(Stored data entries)
■ ■ ■

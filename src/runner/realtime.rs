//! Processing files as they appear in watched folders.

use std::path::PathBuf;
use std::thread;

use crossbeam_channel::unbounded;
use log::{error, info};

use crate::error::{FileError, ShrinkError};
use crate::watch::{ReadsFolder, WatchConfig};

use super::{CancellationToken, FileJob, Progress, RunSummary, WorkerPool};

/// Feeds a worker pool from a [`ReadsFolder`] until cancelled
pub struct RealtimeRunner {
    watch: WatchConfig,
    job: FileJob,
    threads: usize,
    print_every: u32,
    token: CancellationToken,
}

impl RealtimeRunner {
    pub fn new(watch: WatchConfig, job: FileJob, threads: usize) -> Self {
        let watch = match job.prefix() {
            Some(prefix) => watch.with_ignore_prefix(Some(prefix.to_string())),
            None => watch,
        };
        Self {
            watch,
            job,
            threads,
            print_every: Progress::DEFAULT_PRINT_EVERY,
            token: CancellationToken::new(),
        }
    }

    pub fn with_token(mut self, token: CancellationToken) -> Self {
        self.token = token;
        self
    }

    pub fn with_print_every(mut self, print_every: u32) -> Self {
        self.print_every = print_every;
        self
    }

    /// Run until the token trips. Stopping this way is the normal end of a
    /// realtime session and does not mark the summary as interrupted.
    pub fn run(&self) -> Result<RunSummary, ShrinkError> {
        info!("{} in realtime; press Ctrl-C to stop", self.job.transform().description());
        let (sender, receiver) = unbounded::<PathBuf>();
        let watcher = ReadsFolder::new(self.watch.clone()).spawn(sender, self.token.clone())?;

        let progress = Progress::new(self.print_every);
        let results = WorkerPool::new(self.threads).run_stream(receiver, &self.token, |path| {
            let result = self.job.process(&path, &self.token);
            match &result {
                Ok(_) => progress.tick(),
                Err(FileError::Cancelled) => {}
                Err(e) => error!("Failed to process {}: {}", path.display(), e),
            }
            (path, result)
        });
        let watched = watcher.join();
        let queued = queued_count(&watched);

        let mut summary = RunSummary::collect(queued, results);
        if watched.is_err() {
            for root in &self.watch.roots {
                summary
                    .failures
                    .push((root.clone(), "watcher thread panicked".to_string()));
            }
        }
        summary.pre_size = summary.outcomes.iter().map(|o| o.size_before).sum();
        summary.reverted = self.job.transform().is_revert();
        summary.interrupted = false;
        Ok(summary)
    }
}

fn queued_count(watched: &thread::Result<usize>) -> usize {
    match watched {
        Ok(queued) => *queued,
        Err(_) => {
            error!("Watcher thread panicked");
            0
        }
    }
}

■ ■ ■

### EXERCISE AIM
Above are the records. Copy every line in them holding "receiver".

### ANSWER SECTION
        let (sender, receiver) = unbounded::<PathBuf>();
        let results = WorkerPool::new(self.threads).run_stream(receiver, &self.token, |path| {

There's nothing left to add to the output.